By the 18th century the practice had spread to Turkey, where it came to the attention of the wife of the British ambassador, Mary Wortley Montagu; she had her children inoculated, writing to a friend back home that she was "patriot enough to take pains to bring this useful invention into fashion in England". In 1721, during an epidemic, Sir Hans Sloane, royal physician, heard about variolation and practiced it on some prisoners; he found it to be successful, and so the practice gained in popularity.
In the late 18th century Edward Jenner underwent variolation; he later grew up to be a doctor. His patients, rural people who often had cowpox, told him that if they had had a bout of that relatively mild disease they would not catch smallpox, and he observed this to be true. So in 1796 he infected a local boy, James Phipps, with cowpox; when Phipps recovered Jenner injected pus from a smallpox pustule under his skin, but the boy did not get sick. Thus Jenner confirmed in a scientific - if perhaps unethical - manner what folk wisdom had long said to be true. And Jenner's method, which he called vaccination, was preferable to variolation because it caused a much less severe reaction on the skin.

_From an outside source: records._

//! Secret string handling
//!
//! FTP passwords and SSH key passphrases are held in a type that zeros its
//! memory on drop and never prints its contents.

use std::fmt;
use std::ops::Deref;

use serde::{Deserialize, Deserializer};
use zeroize::{Zeroize, ZeroizeOnDrop};

/// A string type that zeros its contents on drop
#[derive(Clone, Zeroize, ZeroizeOnDrop)]
pub struct SecretString {
    inner: String,
}

impl SecretString {
    /// Create a new SecretString
    pub fn new(s: impl Into<String>) -> Self {
        Self { inner: s.into() }
    }

    /// Get the string contents
    pub fn expose(&self) -> &str {
        &self.inner
    }

    /// Check if empty
    pub fn is_empty(&self) -> bool {
        self.inner.is_empty()
    }
}

impl Deref for SecretString {
    type Target = str;

    fn deref(&self) -> &Self::Target {
        &self.inner
    }
}

impl From<String> for SecretString {
    fn from(s: String) -> Self {
        Self::new(s)
    }
}

impl From<&str> for SecretString {
    fn from(s: &str) -> Self {
        Self::new(s)
    }
}

impl<'de> Deserialize<'de> for SecretString {
    fn deserialize<D: Deserializer<'de>>(deserializer: D) -> Result<Self, D::Error> {
        String::deserialize(deserializer).map(Self::new)
    }
}

// Don't print the contents in Debug output
impl fmt::Debug for SecretString {
    fn fmt(&self, f: &mut fmt::Formatter<'_>) -> fmt::Result {
        f.debug_struct("SecretString")
            .field("len", &self.inner.len())
            .finish()
    }
}

// Don't print the contents in Display output
impl fmt::Display for SecretString {
    fn fmt(&self, f: &mut fmt::Formatter<'_>) -> fmt::Result {
        write!(f, "[REDACTED {} bytes]", self.inner.len())
    }
}
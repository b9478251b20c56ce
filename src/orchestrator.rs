//! Backup cycle sequencing
//!
//! One invocation runs one cycle: load settings, trigger the remote backup,
//! fetch the archive, rotate local storage and send the completion email.
//! Configuration and transport failures abort before anything destructive
//! happens; pruning and notification failures are logged and the cycle
//! still succeeds.

use std::path::Path;

use chrono::{DateTime, Duration, Utc};
use tracing::{debug, info, warn};

use crate::config::settings::BackupConfig;
use crate::error::BackupResult;
use crate::notify::{Notice, Notifier, SmtpNotifier};
use crate::rotation::{RetentionRotator, RotationResult};
use crate::transport::{self, BackupArchive, ProtocolConnector, RemoteConnector};
use crate::trigger::{BackupTrigger, HttpTrigger};

/// Source of wall-clock time
pub trait Clock {
    fn now(&self) -> DateTime<Utc>;
}

/// The system clock
#[derive(Debug, Default, Clone, Copy)]
pub struct SystemClock;

impl Clock for SystemClock {
    fn now(&self) -> DateTime<Utc> {
        Utc::now()
    }
}

/// The external collaborators of a cycle
pub struct Services {
    pub trigger: Box<dyn BackupTrigger>,
    pub connector: Box<dyn RemoteConnector>,
    pub notifier: Box<dyn Notifier>,
}

impl Services {
    /// HTTP trigger, protocol transport and SMTP notifier built from settings
    pub fn production(config: &BackupConfig) -> BackupResult<Self> {
        Ok(Self {
            trigger: Box::new(HttpTrigger::new(&config.trigger)?),
            connector: Box::new(ProtocolConnector),
            notifier: Box::new(SmtpNotifier::new(config.notification.clone())),
        })
    }
}

/// Outcome of a successful cycle
#[derive(Debug)]
pub struct CycleReport {
    pub archive: BackupArchive,
    pub rotation: RotationResult,
    /// Wall-clock duration as `HH:MM:SS`
    pub elapsed: String,
    pub notified: bool,
}

/// Load settings from `config_path` and run one backup cycle
///
/// `make_services` is only called once the settings are valid, so a bad
/// configuration never reaches the network.
pub fn run<F>(config_path: &Path, clock: &dyn Clock, make_services: F) -> BackupResult<CycleReport>
where
    F: FnOnce(&BackupConfig) -> BackupResult<Services>,
{
    let started = clock.now();

    debug!("Settings file: {}", config_path.display());
    let config = BackupConfig::load(config_path)?;
    let services = make_services(&config)?;

    run_cycle(&config, &services, clock, started)
}

/// Run one backup cycle with validated settings
pub fn run_cycle(
    config: &BackupConfig,
    services: &Services,
    clock: &dyn Clock,
    started: DateTime<Utc>,
) -> BackupResult<CycleReport> {
    services.trigger.trigger(&config.trigger.url)?;

    let archive = transport::fetch(
        services.connector.as_ref(),
        &config.transport,
        &config.work_dir,
    )?;

    let rotator = RetentionRotator::new(config.retention.clone());
    let rotation = rotator.rotate(Some(&archive.local_path), clock.now())?;

    let elapsed = format_elapsed(clock.now() - started);
    let notice = Notice::completed(&config.notification.domain, &archive.name, &elapsed);

    let notified = match services.notifier.send(&notice) {
        Ok(()) => true,
        Err(e) => {
            warn!(error = %e, "Backup succeeded but the notification was not sent");
            false
        }
    };

    info!("Backup procedure completed in {}", elapsed);

    Ok(CycleReport {
        archive,
        rotation,
        elapsed,
        notified,
    })
}

/// Format a duration as zero-padded `HH:MM:SS`
///
/// Hours keep counting past 24; negative durations format as zero.
pub fn format_elapsed(elapsed: Duration) -> String {
    let total = elapsed.num_seconds().max(0);
    format!(
        "{:02}:{:02}:{:02}",
        total / 3600,
        (total % 3600) / 60,
        total % 60
    )
}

Jenner received funding from the government to continue his studies, and the practice of vaccination became popular. Thomas Jefferson was an enthusiastic supporter of vaccination. But there were opponents as well. Many echoed the sentiments of one George Gibbs, who in 1870 questioned how "a loathsome virus derived from the blood of a diseased brute" could prevent smallpox. The move by governments to make vaccination compulsary was seen by people like Gibbs as a gross violation of civil liberties; he opposed the British act of 1853 legislating innoculation as akin to "spies forcing their way into the family circle". Partly in response to these criticisms, by 1898 the act was revised to allow refusal.
It wasn't till Louis Pasteur's discovery of microorganisms that the mechanism by which innoculation worked was understood. Pasteur also discovered that if the microorganisms were left to grow in a bacterial culture until they grew weak and attenuated, they would still give immunity but not cause disease. He used his method to devise a vaccination against rabies in 1885; today a number of modern vaccines rely on this method.
Emil von Behring and Shibasaburo Kitasato discovered diptheria and tetanus toxins in 1890; they showed that animals injected with the tetanus toxin developed immunity to the disease. Over the next thirty years scientists developed vaccines for diptheria, tetanus, whooping cough, and tuberculosis; after World War II polio and measles vaccines became available.
Availability did not mean use, however. The World Health Organization drove the widespread vaccination of children through their mass immunization campaigns. Their most notable success has been against smallpox, officially declared eradicated in 1980, three years after the last naturally-occuring infection with that dread disease. Although organisms which live outside the human body, like tetanus, can probably never be eradicated, WHO is focusing now on wiping out polio by 2005.